◆ Activity ◆
Your job is to set down the stretch of entries that opens with the line containing "use crate::errors::AppError;" and closes with the line containing "pub struct SubmitQuizRequest". Keep both end lines, copy each exactly, and add nothing.
··· Input for this task ···
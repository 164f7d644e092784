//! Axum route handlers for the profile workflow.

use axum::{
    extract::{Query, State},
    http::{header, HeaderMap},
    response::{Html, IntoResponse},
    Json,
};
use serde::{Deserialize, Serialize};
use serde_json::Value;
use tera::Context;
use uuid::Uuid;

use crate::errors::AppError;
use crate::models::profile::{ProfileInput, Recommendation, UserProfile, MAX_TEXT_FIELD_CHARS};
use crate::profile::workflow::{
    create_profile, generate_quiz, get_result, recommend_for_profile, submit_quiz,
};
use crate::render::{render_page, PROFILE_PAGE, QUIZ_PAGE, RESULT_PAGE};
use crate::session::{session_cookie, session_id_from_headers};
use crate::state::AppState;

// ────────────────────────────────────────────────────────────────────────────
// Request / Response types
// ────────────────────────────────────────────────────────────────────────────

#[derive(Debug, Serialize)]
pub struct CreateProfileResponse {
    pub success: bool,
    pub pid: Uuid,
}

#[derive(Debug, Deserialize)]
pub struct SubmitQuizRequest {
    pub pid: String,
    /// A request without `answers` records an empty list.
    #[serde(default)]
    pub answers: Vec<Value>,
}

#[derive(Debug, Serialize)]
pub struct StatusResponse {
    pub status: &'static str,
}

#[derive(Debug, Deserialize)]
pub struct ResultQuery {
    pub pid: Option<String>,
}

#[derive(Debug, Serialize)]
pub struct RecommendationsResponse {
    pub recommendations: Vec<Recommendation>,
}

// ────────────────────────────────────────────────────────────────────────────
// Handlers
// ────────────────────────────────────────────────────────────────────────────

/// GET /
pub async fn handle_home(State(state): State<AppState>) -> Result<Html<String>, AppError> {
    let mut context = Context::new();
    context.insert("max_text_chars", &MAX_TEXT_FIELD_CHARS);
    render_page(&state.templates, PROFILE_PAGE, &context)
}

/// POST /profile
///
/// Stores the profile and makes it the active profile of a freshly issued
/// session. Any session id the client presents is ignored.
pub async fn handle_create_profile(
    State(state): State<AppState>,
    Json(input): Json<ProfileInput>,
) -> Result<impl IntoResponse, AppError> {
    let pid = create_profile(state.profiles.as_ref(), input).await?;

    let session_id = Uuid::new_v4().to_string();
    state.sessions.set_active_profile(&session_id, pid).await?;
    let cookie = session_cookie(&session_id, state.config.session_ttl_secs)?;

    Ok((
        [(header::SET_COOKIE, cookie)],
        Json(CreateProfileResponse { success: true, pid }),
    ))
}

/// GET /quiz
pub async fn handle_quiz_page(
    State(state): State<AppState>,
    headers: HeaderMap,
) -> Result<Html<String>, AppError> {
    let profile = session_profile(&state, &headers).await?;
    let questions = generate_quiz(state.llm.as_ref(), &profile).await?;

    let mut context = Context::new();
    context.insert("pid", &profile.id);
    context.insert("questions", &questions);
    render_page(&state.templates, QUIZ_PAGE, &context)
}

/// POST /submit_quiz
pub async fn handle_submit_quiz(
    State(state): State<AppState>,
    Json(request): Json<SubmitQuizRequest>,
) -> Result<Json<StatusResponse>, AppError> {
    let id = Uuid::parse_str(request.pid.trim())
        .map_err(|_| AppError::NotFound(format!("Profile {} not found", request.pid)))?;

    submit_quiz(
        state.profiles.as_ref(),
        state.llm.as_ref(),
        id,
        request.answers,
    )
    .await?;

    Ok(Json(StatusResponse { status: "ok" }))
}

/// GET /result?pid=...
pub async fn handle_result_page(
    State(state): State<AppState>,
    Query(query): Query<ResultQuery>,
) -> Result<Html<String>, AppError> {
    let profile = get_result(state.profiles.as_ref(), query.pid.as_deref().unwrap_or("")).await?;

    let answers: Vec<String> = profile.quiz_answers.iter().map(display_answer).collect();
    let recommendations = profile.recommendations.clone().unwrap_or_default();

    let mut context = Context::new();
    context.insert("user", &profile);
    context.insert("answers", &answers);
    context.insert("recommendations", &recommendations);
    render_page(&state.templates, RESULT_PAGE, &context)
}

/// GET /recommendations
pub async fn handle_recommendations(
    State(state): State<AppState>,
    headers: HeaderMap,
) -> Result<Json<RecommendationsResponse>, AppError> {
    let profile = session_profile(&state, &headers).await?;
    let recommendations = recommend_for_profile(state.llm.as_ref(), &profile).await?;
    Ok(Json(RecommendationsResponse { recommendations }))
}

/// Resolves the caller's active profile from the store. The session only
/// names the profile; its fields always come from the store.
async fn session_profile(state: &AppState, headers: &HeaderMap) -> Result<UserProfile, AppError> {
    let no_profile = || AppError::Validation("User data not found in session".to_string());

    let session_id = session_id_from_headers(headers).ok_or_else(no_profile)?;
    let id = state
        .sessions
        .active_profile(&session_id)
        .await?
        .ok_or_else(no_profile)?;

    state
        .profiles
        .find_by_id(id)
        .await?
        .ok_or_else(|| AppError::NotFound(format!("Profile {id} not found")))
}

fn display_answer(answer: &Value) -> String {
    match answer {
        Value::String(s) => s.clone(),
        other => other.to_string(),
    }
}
···
◆ Your response ◆
use crate::errors::AppError;
use crate::models::profile::{ProfileInput, Recommendation, UserProfile, MAX_TEXT_FIELD_CHARS};
use crate::profile::workflow::{
    create_profile, generate_quiz, get_result, recommend_for_profile, submit_quiz,
};
use crate::render::{render_page, PROFILE_PAGE, QUIZ_PAGE, RESULT_PAGE};
use crate::session::{session_cookie, session_id_from_headers};
use crate::state::AppState;

// ────────────────────────────────────────────────────────────────────────────
// Request / Response types
// ────────────────────────────────────────────────────────────────────────────

#[derive(Debug, Serialize)]
pub struct CreateProfileResponse {
    pub success: bool,
    pub pid: Uuid,
}

#[derive(Debug, Deserialize)]
pub struct SubmitQuizRequest {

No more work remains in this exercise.